[SOURCE INFORMATION]

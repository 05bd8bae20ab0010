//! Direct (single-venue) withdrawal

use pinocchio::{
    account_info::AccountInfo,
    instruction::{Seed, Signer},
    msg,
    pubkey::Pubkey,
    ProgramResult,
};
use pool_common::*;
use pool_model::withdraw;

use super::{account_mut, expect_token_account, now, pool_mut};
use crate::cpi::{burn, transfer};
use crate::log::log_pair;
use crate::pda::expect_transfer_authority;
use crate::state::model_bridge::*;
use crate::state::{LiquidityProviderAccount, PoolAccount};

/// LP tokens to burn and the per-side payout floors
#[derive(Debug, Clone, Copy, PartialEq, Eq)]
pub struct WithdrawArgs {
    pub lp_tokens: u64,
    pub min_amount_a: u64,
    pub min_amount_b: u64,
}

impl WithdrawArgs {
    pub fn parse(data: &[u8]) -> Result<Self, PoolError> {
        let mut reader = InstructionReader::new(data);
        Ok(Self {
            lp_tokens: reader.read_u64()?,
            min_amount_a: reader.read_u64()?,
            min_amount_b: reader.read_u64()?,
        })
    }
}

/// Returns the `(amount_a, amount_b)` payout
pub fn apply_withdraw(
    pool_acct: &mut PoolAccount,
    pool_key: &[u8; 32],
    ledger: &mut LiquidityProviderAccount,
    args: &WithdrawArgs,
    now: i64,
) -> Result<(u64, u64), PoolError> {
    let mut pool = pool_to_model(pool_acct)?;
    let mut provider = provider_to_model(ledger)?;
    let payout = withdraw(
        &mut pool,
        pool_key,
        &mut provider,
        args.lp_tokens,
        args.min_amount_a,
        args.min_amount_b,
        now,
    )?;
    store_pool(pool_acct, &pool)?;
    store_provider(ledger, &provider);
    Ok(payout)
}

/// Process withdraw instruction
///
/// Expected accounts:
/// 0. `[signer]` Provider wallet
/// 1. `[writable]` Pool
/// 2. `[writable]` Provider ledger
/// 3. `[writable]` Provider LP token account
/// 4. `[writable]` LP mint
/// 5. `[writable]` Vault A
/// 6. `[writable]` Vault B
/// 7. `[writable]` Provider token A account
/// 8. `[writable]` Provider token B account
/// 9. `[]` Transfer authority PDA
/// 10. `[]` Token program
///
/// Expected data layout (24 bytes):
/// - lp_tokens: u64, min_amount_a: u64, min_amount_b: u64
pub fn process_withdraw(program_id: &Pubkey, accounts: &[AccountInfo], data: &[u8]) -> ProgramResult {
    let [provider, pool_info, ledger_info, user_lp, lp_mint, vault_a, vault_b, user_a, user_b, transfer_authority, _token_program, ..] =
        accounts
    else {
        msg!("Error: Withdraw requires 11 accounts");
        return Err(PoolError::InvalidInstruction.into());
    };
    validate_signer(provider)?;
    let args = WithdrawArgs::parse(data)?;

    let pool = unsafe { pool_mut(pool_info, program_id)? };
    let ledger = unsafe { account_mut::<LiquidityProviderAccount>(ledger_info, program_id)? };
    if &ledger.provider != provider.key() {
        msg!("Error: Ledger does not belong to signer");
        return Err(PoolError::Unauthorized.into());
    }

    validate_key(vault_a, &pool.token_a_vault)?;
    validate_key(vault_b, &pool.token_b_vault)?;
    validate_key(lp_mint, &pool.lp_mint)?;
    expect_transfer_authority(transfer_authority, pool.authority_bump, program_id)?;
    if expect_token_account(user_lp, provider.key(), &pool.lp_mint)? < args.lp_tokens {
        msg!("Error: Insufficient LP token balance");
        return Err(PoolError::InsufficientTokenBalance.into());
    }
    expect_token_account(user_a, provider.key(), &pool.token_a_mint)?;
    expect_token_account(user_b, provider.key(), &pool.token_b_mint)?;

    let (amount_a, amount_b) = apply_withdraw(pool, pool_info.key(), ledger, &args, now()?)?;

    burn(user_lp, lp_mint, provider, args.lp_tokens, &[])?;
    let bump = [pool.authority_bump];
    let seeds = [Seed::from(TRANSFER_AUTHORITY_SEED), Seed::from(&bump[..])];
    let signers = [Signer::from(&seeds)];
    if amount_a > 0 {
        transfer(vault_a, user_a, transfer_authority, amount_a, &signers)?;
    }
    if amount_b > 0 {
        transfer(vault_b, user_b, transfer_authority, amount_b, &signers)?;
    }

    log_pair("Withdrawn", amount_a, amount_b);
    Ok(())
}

[/SOURCE INFORMATION]

WHAT YOU WILL DO -> Find the word "data" in the records and pull out each line that has it.

TASK RESULT ->
    pub fn parse(data: &[u8]) -> Result<Self, PoolError> {
        let mut reader = InstructionReader::new(data);
/// Expected data layout (24 bytes):
pub fn process_withdraw(program_id: &Pubkey, accounts: &[AccountInfo], data: &[u8]) -> ProgramResult {
    let args = WithdrawArgs::parse(data)?;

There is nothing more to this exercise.